___ Data records ___

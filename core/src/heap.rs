//! Bounded priority queue used as a "keep the K best" accumulator.
//!
//! `Heap` is a binary min-heap over `f64` keys: the smallest key sits at the
//! root. Scores throughout the crate are higher-is-better, so the root is the
//! current worst survivor and pruning a heap back to K entries is a matter of
//! calling [`Heap::remove`] until `count() <= K`. The bound is not stored in
//! the heap itself; callers enforce it (see [`Heap::push_bounded`]).
//!
//! # Example
//! ```
//! use libtranslit_core::Heap;
//!
//! let mut heap = Heap::new();
//! heap.insert(5.0, 'x');
//! heap.insert(2.0, 'y');
//! heap.insert(8.0, 'z');
//! assert_eq!(heap.peek(), Some(&'y'));
//! assert_eq!(heap.remove(), Some('y'));
//! assert_eq!(heap.peek(), Some(&'x'));
//! ```

/// A single heap entry.
#[derive(Debug, Clone, PartialEq)]
pub struct HeapNode<V> {
    pub key: f64,
    pub value: V,
}

/// Binary min-heap keyed by `f64`.
#[derive(Debug, Clone)]
pub struct Heap<V> {
    nodes: Vec<HeapNode<V>>,
}

impl<V> Default for Heap<V> {
    fn default() -> Self {
        Self::new()
    }
}

impl<V> Heap<V> {
    /// Create an empty heap.
    pub fn new() -> Self {
        Self { nodes: Vec::new() }
    }

    /// Create an empty heap with room for `capacity` entries.
    pub fn with_capacity(capacity: usize) -> Self {
        Self {
            nodes: Vec::with_capacity(capacity),
        }
    }

    /// Insert an entry. O(log n).
    pub fn insert(&mut self, key: f64, value: V) {
        self.nodes.push(HeapNode { key, value });
        let last = self.nodes.len() - 1;
        self.sift_up(last);
    }

    /// Insert an entry, then drop roots until at most `bound` entries remain.
    ///
    /// Returns the number of entries dropped.
    pub fn push_bounded(&mut self, key: f64, value: V, bound: usize) -> usize {
        self.insert(key, value);
        self.prune(bound)
    }

    /// Drop roots until at most `bound` entries remain.
    pub fn prune(&mut self, bound: usize) -> usize {
        let mut dropped = 0;
        while self.nodes.len() > bound {
            self.remove();
            dropped += 1;
        }
        dropped
    }

    /// Pop the root value.
    pub fn remove(&mut self) -> Option<V> {
        self.remove_entry().map(|(_, v)| v)
    }

    /// Pop the root as a `(key, value)` pair.
    pub fn remove_entry(&mut self) -> Option<(f64, V)> {
        if self.nodes.is_empty() {
            return None;
        }
        let root = self.nodes.swap_remove(0);
        if !self.nodes.is_empty() {
            self.sift_down(0);
        }
        Some((root.key, root.value))
    }

    /// Root value without removing it.
    pub fn peek(&self) -> Option<&V> {
        self.nodes.first().map(|n| &n.value)
    }

    /// Root key without removing it.
    pub fn peek_key(&self) -> Option<f64> {
        self.nodes.first().map(|n| n.key)
    }

    pub fn count(&self) -> usize {
        self.nodes.len()
    }

    pub fn is_empty(&self) -> bool {
        self.nodes.is_empty()
    }

    pub fn clear(&mut self) {
        self.nodes.clear();
    }

    /// Whether any entry carries exactly `key`. O(n).
    pub fn contains_key(&self, key: f64) -> bool {
        self.nodes.iter().any(|n| n.key == key)
    }

    /// All keys in heap (array) order.
    pub fn keys(&self) -> Vec<f64> {
        self.nodes.iter().map(|n| n.key).collect()
    }

    /// All values in heap (array) order.
    pub fn values(&self) -> Vec<&V> {
        self.nodes.iter().map(|n| &n.value).collect()
    }

    /// Iterate entries in heap (array) order.
    pub fn iter(&self) -> impl Iterator<Item = (f64, &V)> {
        self.nodes.iter().map(|n| (n.key, &n.value))
    }

    /// Consume the heap, yielding entries from smallest to largest key.
    pub fn into_sorted_vec(mut self) -> Vec<(f64, V)> {
        let mut out = Vec::with_capacity(self.nodes.len());
        while let Some(entry) = self.remove_entry() {
            out.push(entry);
        }
        out
    }

    fn sift_up(&mut self, mut idx: usize) {
        while idx > 0 {
            let parent = (idx - 1) / 2;
            if self.nodes[idx].key < self.nodes[parent].key {
                self.nodes.swap(idx, parent);
                idx = parent;
            } else {
                break;
            }
        }
    }

    fn sift_down(&mut self, mut idx: usize) {
        let len = self.nodes.len();
        loop {
            let left = 2 * idx + 1;
            let right = left + 1;
            let mut smallest = idx;
            if left < len && self.nodes[left].key < self.nodes[smallest].key {
                smallest = left;
            }
            if right < len && self.nodes[right].key < self.nodes[smallest].key {
                smallest = right;
            }
            if smallest == idx {
                break;
            }
            self.nodes.swap(idx, smallest);
            idx = smallest;
        }
    }

    fn reheapify(&mut self, idx: usize, old_key: f64) {
        if self.nodes[idx].key < old_key {
            self.sift_up(idx);
        } else {
            self.sift_down(idx);
        }
    }
}

impl<V: Clone> Heap<V> {
    /// Bulk merge: insert every entry of `other`.
    pub fn insert_all(&mut self, other: &Heap<V>) {
        self.nodes.reserve(other.nodes.len());
        for node in &other.nodes {
            self.insert(node.key, node.value.clone());
        }
    }
}

impl<V: PartialEq> Heap<V> {
    fn position(&self, value: &V) -> Option<usize> {
        self.nodes.iter().position(|n| &n.value == value)
    }

    /// Whether any entry holds `value`. O(n).
    pub fn contains_value(&self, value: &V) -> bool {
        self.position(value).is_some()
    }

    /// Key currently stored for `value`.
    pub fn key_of(&self, value: &V) -> Option<f64> {
        self.position(value).map(|i| self.nodes[i].key)
    }

    /// Raise the key of `value` to `key` if it is strictly greater than the
    /// stored one. Absent values are inserted.
    pub fn increase(&mut self, key: f64, value: V) {
        match self.position(&value) {
            Some(idx) if key > self.nodes[idx].key => {
                let old = self.nodes[idx].key;
                self.nodes[idx].key = key;
                self.reheapify(idx, old);
            }
            Some(_) => {}
            None => self.insert(key, value),
        }
    }

    /// Lower the key of `value` to `key` if it is strictly smaller than the
    /// stored one. Absent values are inserted.
    pub fn decrease(&mut self, key: f64, value: V) {
        match self.position(&value) {
            Some(idx) if key < self.nodes[idx].key => {
                let old = self.nodes[idx].key;
                self.nodes[idx].key = key;
                self.reheapify(idx, old);
            }
            Some(_) => {}
            None => self.insert(key, value),
        }
    }

    /// Replace the key of `value` unconditionally, inserting if absent.
    pub fn set(&mut self, key: f64, value: V) {
        match self.position(&value) {
            Some(idx) => {
                let old = self.nodes[idx].key;
                self.nodes[idx].key = key;
                self.reheapify(idx, old);
            }
            None => self.insert(key, value),
        }
    }
}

___

Exercise brief:
Down to the last character, restate every record.

Written answer:
filename core/src/heap.rs
//! Bounded priority queue used as a "keep the K best" accumulator.
//!
//! `Heap` is a binary min-heap over `f64` keys: the smallest key sits at the
//! root. Scores throughout the crate are higher-is-better, so the root is the
//! current worst survivor and pruning a heap back to K entries is a matter of
//! calling [`Heap::remove`] until `count() <= K`. The bound is not stored in
//! the heap itself; callers enforce it (see [`Heap::push_bounded`]).
//!
//! # Example
//! ```
//! use libtranslit_core::Heap;
//!
//! let mut heap = Heap::new();
//! heap.insert(5.0, 'x');
//! heap.insert(2.0, 'y');
//! heap.insert(8.0, 'z');
//! assert_eq!(heap.peek(), Some(&'y'));
//! assert_eq!(heap.remove(), Some('y'));
//! assert_eq!(heap.peek(), Some(&'x'));
//! ```

/// A single heap entry.
#[derive(Debug, Clone, PartialEq)]
pub struct HeapNode<V> {
    pub key: f64,
    pub value: V,
}

/// Binary min-heap keyed by `f64`.
#[derive(Debug, Clone)]
pub struct Heap<V> {
    nodes: Vec<HeapNode<V>>,
}

impl<V> Default for Heap<V> {
    fn default() -> Self {
        Self::new()
    }
}

impl<V> Heap<V> {
    /// Create an empty heap.
    pub fn new() -> Self {
        Self { nodes: Vec::new() }
    }

    /// Create an empty heap with room for `capacity` entries.
    pub fn with_capacity(capacity: usize) -> Self {
        Self {
            nodes: Vec::with_capacity(capacity),
        }
    }

    /// Insert an entry. O(log n).
    pub fn insert(&mut self, key: f64, value: V) {
        self.nodes.push(HeapNode { key, value });
        let last = self.nodes.len() - 1;
        self.sift_up(last);
    }

    /// Insert an entry, then drop roots until at most `bound` entries remain.
    ///
    /// Returns the number of entries dropped.
    pub fn push_bounded(&mut self, key: f64, value: V, bound: usize) -> usize {
        self.insert(key, value);
        self.prune(bound)
    }

    /// Drop roots until at most `bound` entries remain.
    pub fn prune(&mut self, bound: usize) -> usize {
        let mut dropped = 0;
        while self.nodes.len() > bound {
            self.remove();
            dropped += 1;
        }
        dropped
    }

    /// Pop the root value.
    pub fn remove(&mut self) -> Option<V> {
        self.remove_entry().map(|(_, v)| v)
    }

    /// Pop the root as a `(key, value)` pair.
    pub fn remove_entry(&mut self) -> Option<(f64, V)> {
        if self.nodes.is_empty() {
            return None;
        }
        let root = self.nodes.swap_remove(0);
        if !self.nodes.is_empty() {
            self.sift_down(0);
        }
        Some((root.key, root.value))
    }

    /// Root value without removing it.
    pub fn peek(&self) -> Option<&V> {
        self.nodes.first().map(|n| &n.value)
    }

    /// Root key without removing it.
    pub fn peek_key(&self) -> Option<f64> {
        self.nodes.first().map(|n| n.key)
    }

    pub fn count(&self) -> usize {
        self.nodes.len()
    }

    pub fn is_empty(&self) -> bool {
        self.nodes.is_empty()
    }

    pub fn clear(&mut self) {
        self.nodes.clear();
    }

    /// Whether any entry carries exactly `key`. O(n).
    pub fn contains_key(&self, key: f64) -> bool {
        self.nodes.iter().any(|n| n.key == key)
    }

    /// All keys in heap (array) order.
    pub fn keys(&self) -> Vec<f64> {
        self.nodes.iter().map(|n| n.key).collect()
    }

    /// All values in heap (array) order.
    pub fn values(&self) -> Vec<&V> {
        self.nodes.iter().map(|n| &n.value).collect()
    }

    /// Iterate entries in heap (array) order.
    pub fn iter(&self) -> impl Iterator<Item = (f64, &V)> {
        self.nodes.iter().map(|n| (n.key, &n.value))
    }

    /// Consume the heap, yielding entries from smallest to largest key.
    pub fn into_sorted_vec(mut self) -> Vec<(f64, V)> {
        let mut out = Vec::with_capacity(self.nodes.len());
        while let Some(entry) = self.remove_entry() {
            out.push(entry);
        }
        out
    }

    fn sift_up(&mut self, mut idx: usize) {
        while idx > 0 {
            let parent = (idx - 1) / 2;
            if self.nodes[idx].key < self.nodes[parent].key {
                self.nodes.swap(idx, parent);
                idx = parent;
            } else {
                break;
            }
        }
    }

    fn sift_down(&mut self, mut idx: usize) {
        let len = self.nodes.len();
        loop {
            let left = 2 * idx + 1;
            let right = left + 1;
            let mut smallest = idx;
            if left < len && self.nodes[left].key < self.nodes[smallest].key {
                smallest = left;
            }
            if right < len && self.nodes[right].key < self.nodes[smallest].key {
                smallest = right;
            }
            if smallest == idx {
                break;
            }
            self.nodes.swap(idx, smallest);
            idx = smallest;
        }
    }

    fn reheapify(&mut self, idx: usize, old_key: f64) {
        if self.nodes[idx].key < old_key {
            self.sift_up(idx);
        } else {
            self.sift_down(idx);
        }
    }
}

impl<V: Clone> Heap<V> {
    /// Bulk merge: insert every entry of `other`.
    pub fn insert_all(&mut self, other: &Heap<V>) {
        self.nodes.reserve(other.nodes.len());
        for node in &other.nodes {
            self.insert(node.key, node.value.clone());
        }
    }
}

impl<V: PartialEq> Heap<V> {
    fn position(&self, value: &V) -> Option<usize> {
        self.nodes.iter().position(|n| &n.value == value)
    }

    /// Whether any entry holds `value`. O(n).
    pub fn contains_value(&self, value: &V) -> bool {
        self.position(value).is_some()
    }

    /// Key currently stored for `value`.
    pub fn key_of(&self, value: &V) -> Option<f64> {
        self.position(value).map(|i| self.nodes[i].key)
    }

    /// Raise the key of `value` to `key` if it is strictly greater than the
    /// stored one. Absent values are inserted.
    pub fn increase(&mut self, key: f64, value: V) {
        match self.position(&value) {
            Some(idx) if key > self.nodes[idx].key => {
                let old = self.nodes[idx].key;
                self.nodes[idx].key = key;
                self.reheapify(idx, old);
            }
            Some(_) => {}
            None => self.insert(key, value),
        }
    }

    /// Lower the key of `value` to `key` if it is strictly smaller than the
    /// stored one. Absent values are inserted.
    pub fn decrease(&mut self, key: f64, value: V) {
        match self.position(&value) {
            Some(idx) if key < self.nodes[idx].key => {
                let old = self.nodes[idx].key;
                self.nodes[idx].key = key;
                self.reheapify(idx, old);
            }
            Some(_) => {}
            None => self.insert(key, value),
        }
    }

    /// Replace the key of `value` unconditionally, inserting if absent.
    pub fn set(&mut self, key: f64, value: V) {
        match self.position(&value) {
            Some(idx) => {
                let old = self.nodes[idx].key;
                self.nodes[idx].key = key;
                self.reheapify(idx, old);
            }
            None => self.insert(key, value),
        }
    }
}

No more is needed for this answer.